The Galax Volunteer Fire Department held a “push-in” ceremony for their new Tower 11 truck on Tuesday evening, with members of city council, the school board, fellow firefighters, their families and the auxiliary lending a hand.

The push-in ceremony, held at fire departments across the country, is a throwback to an era when fire engines were horse-drawn. Upon returning from a run, the horses would draw the engine up to the station, be unhitched and stabled, and firefighters would push the engine back-first into the station house, so it could be drawn straight out on the next mission.

Modern fire departments sometimes choose to honor their forerunners by christening new engines by backing them up to the garage bays and pushing them in by hand, along with their loved ones and community members.

The new Tower 11 replaces one that was manufactured in 1987 and was no longer operable.
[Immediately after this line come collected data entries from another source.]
//! Axum application setup.

use axum::{
    routing::{get, post},
    Router,
};
use tower_http::cors::{Any, CorsLayer};

use super::handlers;
use super::state::AppState;

/// Create the Axum router with all routes.
pub fn create_router(state: AppState) -> Router {
    // CORS configuration for local frontend development
    let cors = CorsLayer::new()
        .allow_origin(Any)
        .allow_methods(Any)
        .allow_headers(Any);

    let api_routes = Router::new()
        // Merged table preview
        .route("/data", get(handlers::get_data))
        // Available filter options
        .route("/filters", get(handlers::get_filter_options))
        // Filtered rows + aggregates + chart series
        .route("/query", post(handlers::run_query))
        // Cache invalidation after a source file changes
        .route("/reload", post(handlers::reload));

    Router::new().nest("/api", api_routes).layer(cors).with_state(state)
}

/// Start the API server.
pub async fn run_server(state: AppState, port: u16) -> Result<(), Box<dyn std::error::Error>> {
    let app = create_router(state);
    let addr = std::net::SocketAddr::from(([127, 0, 0, 1], port));

    println!("Server listening on http://{}", addr);

    let listener = tokio::net::TcpListener::bind(addr).await?;
    axum::serve(listener, app).await?;

    Ok(())
}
The ceremony was preceded by a few minutes of allowing everyone to inspect the new truck, which boasts a 100-foot ladder, new fire-suppression technology, side-curtain airbags, rollover protection and collision sensors when using the ladder. It also bears the legend “Mad Max” in front, partly in honor of “Mighty” Max Brown, 10, firefighter Mark Burnett’s grandson, who has battled cancer multiple times.

After a few trips up in the new ladder truck’s basket, everyone gathered for a speech from Fire Chief Mike Ayers. He acknowledged and thanked the U.S. Department of Agriculture for the low-interest federal loan that covered part of the purchase price, and Galax City Council for taking on the debt service.

The full cost of the truck was $1.5 million; the fire department assumed 11% of the debt.

Tess and Kenneth Caldwell and Debbie Robinson, organizers of HoustonFest, presented the GVFD with a check for $58,000, saved over 10 years of the music festivals held as fundraisers for the department. The check was numbered 341, in honor of Houston Caldwell, the late 18-year-old firefighter and bluegrass musician in whose honor the festival is held. The 341 referred to his helmet number as a firefighter.

Ayers grew visibly emotional and said, “That’s Houston’s legacy, living on... it’s partnerships like this that help us protect the Twin Counties.”

He also referenced the “Mad Max” nickname for the truck. Ayers said it was “partly because of the iconic movie and the extraordinary machines in it, partly because of the power demonstrated by both master streams [of water] in operation from this truck. And partly to honor one of the toughest little kids in the City of Galax, Max Brown.”

This revelation was greeted with applause.

After the speech, and many thanks from Ayers, Tower 11 was maneuvered near the bay that will be its new home, and the crowd gathered to push it into position. The brief but — literally — moving ceremony was followed with a specially-decorated cake, light snacks and plenty of socializing.